•  Family & Consumer Science Department
            The philosophy of the Family and Consumer Sciences' curriculum is to improve the quality of life for individuals, for families, and for the community.  The main objective is to prepare students (both male and female) in skills for life using the most recent research. The dual-role of parent/wage earner is emphasized  throughout the curriculum.  The curriculum follows current trends at the local, state, and national level by emphasizing consumer education, decision making, interpersonal relationships and family relationships, parenting, nutrition, and career education.   

            The Family and Consumer Sciences curriculum includes twenty courses, with a few courses requiring a pre-requisite.  Some courses are only offered to a specific grade level.  The majority of the classes within the department have a mixture of students ranging from Freshmen to Seniors and from college prep to inclusion students. All courses were developed to meet the state vocational guidelines. Hands-on activities are an integral part of all courses in the Family and Consumer Sciences Department.

            Unique to the department is a class that fits the vocational title of "Orientation to the World of Work." The students in this class learn marketable skills in cake decorating and then set-up and run their own professional cake decorating business.

            Special education/special needs/inclusion students have been involved in the Family and Consumer Sciences department since 1971.  Students from the following areas-learning disabilities, mildly mentally handicapped, moderately mentally handicapped, emotionally handicapped, and physically challenged have been enrolled in many of the classes.   Good rapport and support has been developed with the Special Education department.   In each course the curriculum is adapted to fit the needs of the student.

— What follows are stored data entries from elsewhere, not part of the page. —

//! # qadms-store
//!
//! Persistence layer for token imports.
//!
//! This crate provides:
//! - `SourceRecord` and `TokenVersionRecord` (what an import leaves behind)
//! - the `TokenImportStore` capability trait
//! - an in-memory store and a durable JSONL store
//! - `import_tokens`, which normalizes a payload and records a version
//!
//! ## Data model
//!
//! ```text
//! JSONL (on disk, one tagged record per line)
//!     ↕  load / rewrite
//! MemoryImportStore (sources by id + versions in import order)
//! ```

pub mod error;
pub mod import;
pub mod jsonl;
pub mod memory;
pub mod records;
pub mod store;

pub use error::StoreError;
pub use import::{
    DEFAULT_INPUT_FORMAT, DEFAULT_SOURCE_TYPE, ImportError, ImportOutcome, ImportRequest,
    import_tokens, sha256_hex,
};
pub use jsonl::JsonlImportStore;
pub use memory::MemoryImportStore;
pub use records::{NewTokenVersion, SourceRecord, StoreRecord, TokenVersionRecord};
pub use store::TokenImportStore;
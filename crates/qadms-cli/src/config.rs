//! Layered CLI configuration: built-in defaults, then an optional TOML file,
//! then command-line flags (applied by the caller).

use qadms_store::{DEFAULT_INPUT_FORMAT, DEFAULT_SOURCE_TYPE};
use serde::Deserialize;
use std::fs;
use std::path::{Path, PathBuf};

pub const DEFAULT_CONFIG_PATH: &str = "qadms.toml";
pub const DEFAULT_STORE_PATH: &str = ".qadms/token_versions.jsonl";

#[derive(Debug, Clone, PartialEq, Eq, Deserialize)]
#[serde(default, deny_unknown_fields)]
pub struct Config {
    pub store_path: String,
    pub source_type: String,
    pub input_format: String,
    pub log_filter: Option<String>,
}

impl Default for Config {
    fn default() -> Self {
        Self {
            store_path: DEFAULT_STORE_PATH.to_string(),
            source_type: DEFAULT_SOURCE_TYPE.to_string(),
            input_format: DEFAULT_INPUT_FORMAT.to_string(),
            log_filter: None,
        }
    }
}

#[derive(Debug, thiserror::Error)]
pub enum ConfigError {
    #[error("failed to read config {path}: {source}")]
    Read {
        path: String,
        #[source]
        source: std::io::Error,
    },

    #[error("invalid toml at {path}: {source}")]
    ParseToml {
        path: String,
        #[source]
        source: toml::de::Error,
    },
}

impl Config {
    pub fn from_toml_str(text: &str, path: &Path) -> Result<Self, ConfigError> {
        toml::from_str(text).map_err(|source| ConfigError::ParseToml {
            path: path.display().to_string(),
            source,
        })
    }

    /// An explicit path must exist; the default path is optional.
    pub fn load(explicit: Option<&str>) -> Result<Self, ConfigError> {
        let path = match explicit {
            Some(path) => PathBuf::from(path),
            None => {
                let default = PathBuf::from(DEFAULT_CONFIG_PATH);
                if !default.is_file() {
                    return Ok(Self::default());
                }
                default
            }
        };
        let text = fs::read_to_string(&path).map_err(|source| ConfigError::Read {
            path: path.display().to_string(),
            source,
        })?;
        Self::from_toml_str(&text, &path)
    }
}

pub fn load_or_exit(explicit: Option<&str>) -> Config {
    Config::load(explicit).unwrap_or_else(|e| {
        eprintln!("error: {e}");
        std::process::exit(2);
    })
}
//! Normalization diagnostics.
//!
//! Errors describe payload structure the adapter could not map and make the
//! report invalid. Warnings describe data the adapter ignored on purpose.

use serde::{Deserialize, Serialize};

/// One diagnostic, keyed by the payload path it was raised at.
#[derive(Debug, Clone, PartialEq, Eq, Serialize, Deserialize)]
pub struct ValidationIssue {
    pub path: String,
    pub message: String,
}

impl ValidationIssue {
    pub fn new(path: impl Into<String>, message: impl Into<String>) -> Self {
        Self {
            path: path.into(),
            message: message.into(),
        }
    }
}

/// Accumulated diagnostics for one normalization pass.
#[derive(Debug, Clone, PartialEq, Eq, Serialize, Deserialize)]
pub struct ValidationReport {
    pub valid: bool,
    #[serde(default)]
    pub errors: Vec<ValidationIssue>,
    #[serde(default)]
    pub warnings: Vec<ValidationIssue>,
}

impl Default for ValidationReport {
    fn default() -> Self {
        Self {
            valid: true,
            errors: Vec::new(),
            warnings: Vec::new(),
        }
    }
}

impl ValidationReport {
    pub fn new() -> Self {
        Self::default()
    }

    /// Record a structural error. The report becomes invalid.
    pub fn add_error(&mut self, path: impl Into<String>, message: impl Into<String>) {
        self.valid = false;
        self.errors.push(ValidationIssue::new(path, message));
    }

    /// Record a warning. Validity is unaffected.
    pub fn add_warning(&mut self, path: impl Into<String>, message: impl Into<String>) {
        self.warnings.push(ValidationIssue::new(path, message));
    }

    pub fn error_count(&self) -> usize {
        self.errors.len()
    }

    pub fn warning_count(&self) -> usize {
        self.warnings.len()
    }

    /// Errors raised at exactly `path`.
    pub fn errors_at<'a>(&'a self, path: &'a str) -> impl Iterator<Item = &'a ValidationIssue> {
        self.errors.iter().filter(move |issue| issue.path == path)
    }
}
use clap::{Parser, Subcommand};

#[derive(Parser)]
#[command(
    name = "qadms",
    about = "QADMS: design-token normalization and deterministic design-system rule audits",
    version
)]
pub struct Cli {
    /// Path to a TOML config file (default: ./qadms.toml when present)
    #[arg(long, global = true)]
    pub config: Option<String>,

    #[command(subcommand)]
    pub command: Commands,
}

#[derive(Subcommand)]
pub enum Commands {
    /// Normalize a token export into the canonical model
    Normalize {
        /// Path to the export JSON (`-` for stdin)
        payload: String,

        /// Output as JSON
        #[arg(long)]
        json: bool,
    },

    /// Run rule evaluators over a token export
    Rules {
        /// Path to the export JSON (`-` for stdin)
        payload: String,

        /// Rule id to run (repeatable; default: all rules)
        #[arg(long = "rule")]
        rules: Vec<String>,

        /// Output as JSON
        #[arg(long)]
        json: bool,
    },

    /// Run every rule and print the aggregated, sorted audit report
    Audit {
        /// Source identifier the audit is reported against
        source_id: String,

        /// Path to the export JSON (`-` for stdin)
        payload: String,

        /// Output as JSON
        #[arg(long)]
        json: bool,
    },

    /// Normalize an export and record it as a new token version
    Import {
        /// Source identifier to import into
        source_id: String,

        /// Path to the export JSON (`-` for stdin)
        payload: String,

        /// Path to the token version store (JSONL)
        #[arg(long)]
        store: Option<String>,

        /// Source type recorded when the source is first seen
        #[arg(long)]
        source_type: Option<String>,

        /// Input format recorded on the version
        #[arg(long)]
        input_format: Option<String>,

        /// Output as JSON
        #[arg(long)]
        json: bool,
    },

    /// List stored token versions for a source
    Versions {
        /// Source identifier
        source_id: String,

        /// Path to the token version store (JSONL)
        #[arg(long)]
        store: Option<String>,

        /// Output as JSON
        #[arg(long)]
        json: bool,
    },
}
//! Tracing setup. Logs go to stderr so stdout stays machine-readable.

use tracing_subscriber::EnvFilter;
use tracing_subscriber::layer::SubscriberExt as _;
use tracing_subscriber::util::SubscriberInitExt as _;

pub const LOG_ENV: &str = "QADMS_LOG";
const DEFAULT_LOG_FILTER: &str = "warn";

/// `QADMS_LOG` wins, then the config's `log_filter`, then `warn`.
fn build_env_filter(config_filter: Option<&str>) -> EnvFilter {
    if let Ok(filter) = EnvFilter::try_from_env(LOG_ENV) {
        return filter;
    }
    config_filter
        .and_then(|directives| EnvFilter::try_new(directives).ok())
        .unwrap_or_else(|| EnvFilter::new(DEFAULT_LOG_FILTER))
}

pub fn init(config_filter: Option<&str>) {
    let fmt_layer = tracing_subscriber::fmt::layer()
        .with_writer(std::io::stderr)
        .with_ansi(false)
        .compact();

    let _ = tracing_subscriber::registry()
        .with(build_env_filter(config_filter))
        .with(fmt_layer)
        .try_init();
}
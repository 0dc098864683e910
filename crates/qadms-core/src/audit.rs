//! Whole-payload audit: normalize, run every rule, flatten and summarize.

use crate::adapter::normalize;
use crate::report::ValidationReport;
use crate::rule::{RuleEvaluation, RuleViolation, Severity};
use crate::rules::all_rules;
use crate::token::CanonicalTokenModel;
use serde::{Deserialize, Serialize};
use serde_json::{Map, Value};
use std::collections::BTreeMap;

/// Reporting bucket for a rule.
#[derive(Debug, Clone, Copy, PartialEq, Eq, PartialOrd, Ord, Hash, Serialize, Deserialize)]
#[serde(rename_all = "snake_case")]
pub enum Category {
    Tokens,
    A11y,
    Other,
}

impl Category {
    pub fn as_str(self) -> &'static str {
        match self {
            Self::Tokens => "tokens",
            Self::A11y => "a11y",
            Self::Other => "other",
        }
    }

    pub fn for_rule(rule_id: &str) -> Self {
        if rule_id.starts_with("TOKENS_") {
            Self::Tokens
        } else if rule_id == crate::rules::contrast::RULE_ID {
            Self::A11y
        } else {
            Self::Other
        }
    }
}

impl std::fmt::Display for Category {
    fn fmt(&self, f: &mut std::fmt::Formatter<'_>) -> std::fmt::Result {
        f.write_str(self.as_str())
    }
}

/// A [`RuleViolation`] tagged with its category.
#[derive(Debug, Clone, PartialEq, Serialize, Deserialize)]
pub struct AuditViolation {
    pub violation_id: String,
    pub rule_id: String,
    pub category: Category,
    pub severity: Severity,
    pub code: String,
    pub title: String,
    pub description: String,
    pub evidence: Map<String, Value>,
    pub fix_hint: Map<String, Value>,
}

impl AuditViolation {
    fn from_violation(violation: RuleViolation) -> Self {
        Self {
            category: Category::for_rule(&violation.rule_id),
            violation_id: violation.violation_id,
            rule_id: violation.rule_id,
            severity: violation.severity,
            code: violation.code,
            title: violation.title,
            description: violation.description,
            evidence: violation.evidence,
            fix_hint: violation.fix_hint,
        }
    }

    fn sort_key(&self) -> (&str, &str, &str, &str, &str) {
        (
            self.severity.as_str(),
            self.category.as_str(),
            self.rule_id.as_str(),
            self.code.as_str(),
            self.violation_id.as_str(),
        )
    }
}

#[derive(Debug, Clone, Copy, Default, PartialEq, Eq, Serialize, Deserialize)]
pub struct SeverityCounts {
    pub low: usize,
    pub medium: usize,
    pub high: usize,
    pub critical: usize,
}

#[derive(Debug, Clone, Copy, Default, PartialEq, Eq, Serialize, Deserialize)]
pub struct CategoryCounts {
    pub tokens: usize,
    pub a11y: usize,
    pub other: usize,
}

#[derive(Debug, Clone, Default, PartialEq, Eq, Serialize, Deserialize)]
pub struct AuditSummary {
    pub total_violations: usize,
    pub by_severity: SeverityCounts,
    pub by_category: CategoryCounts,
    pub by_rule: BTreeMap<String, usize>,
}

impl AuditSummary {
    fn tally(violations: &[AuditViolation]) -> Self {
        violations.iter().fold(
            Self {
                total_violations: violations.len(),
                ..Self::default()
            },
            |mut summary, violation| {
                match violation.severity {
                    Severity::Low => summary.by_severity.low += 1,
                    Severity::Medium => summary.by_severity.medium += 1,
                    Severity::High => summary.by_severity.high += 1,
                    Severity::Critical => summary.by_severity.critical += 1,
                }
                match violation.category {
                    Category::Tokens => summary.by_category.tokens += 1,
                    Category::A11y => summary.by_category.a11y += 1,
                    Category::Other => summary.by_category.other += 1,
                }
                *summary
                    .by_rule
                    .entry(violation.rule_id.clone())
                    .or_default() += 1;
                summary
            },
        )
    }
}

#[derive(Debug, Clone, Copy, PartialEq, Eq, Serialize, Deserialize)]
pub struct NormalizationSummary {
    pub valid: bool,
    pub error_count: usize,
    pub warning_count: usize,
}

impl From<&ValidationReport> for NormalizationSummary {
    fn from(report: &ValidationReport) -> Self {
        Self {
            valid: report.valid,
            error_count: report.error_count(),
            warning_count: report.warning_count(),
        }
    }
}

/// Aggregated result of one audit run. Identity (`audit_id`, timestamps,
/// source) is stamped by the caller.
#[derive(Debug, Clone, PartialEq, Serialize, Deserialize)]
pub struct AuditReport {
    pub normalization: NormalizationSummary,
    pub summary: AuditSummary,
    pub violations: Vec<AuditViolation>,
}

/// Run every registered rule against `model`, in registry order.
pub fn evaluate_all(model: &CanonicalTokenModel) -> Vec<RuleEvaluation> {
    all_rules()
        .iter()
        .map(|rule| rule.evaluate(model))
        .collect()
}

/// Flatten evaluations into a sorted, summarized report.
///
/// Ordering compares severity *names* as strings, so `critical` < `high` <
/// `low` < `medium`. Consumers that want risk order should re-sort on
/// [`Severity`] directly.
pub fn aggregate(report: &ValidationReport, evaluations: Vec<RuleEvaluation>) -> AuditReport {
    let mut violations: Vec<AuditViolation> = evaluations
        .into_iter()
        .flat_map(|evaluation| evaluation.violations)
        .map(AuditViolation::from_violation)
        .collect();
    violations.sort_by(|a, b| a.sort_key().cmp(&b.sort_key()));

    AuditReport {
        normalization: NormalizationSummary::from(report),
        summary: AuditSummary::tally(&violations),
        violations,
    }
}

pub fn run_audit(payload: &Value) -> AuditReport {
    let (model, report) = normalize(payload);
    aggregate(&report, evaluate_all(&model))
}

            The co-curricular element of Family and Consumer Sciences offers two very active vocational student organizations, FHA and HERO.  Students from these organizations participate in state vocational competition and national vocational competition as well as in service learning projects and leadership development at the local, district, state, and national level. HERO enables students to work while attending school.  The students receive on-the-job training, earn marketable skills,  and test their career interests, as well as receiving high school credit and a paycheck.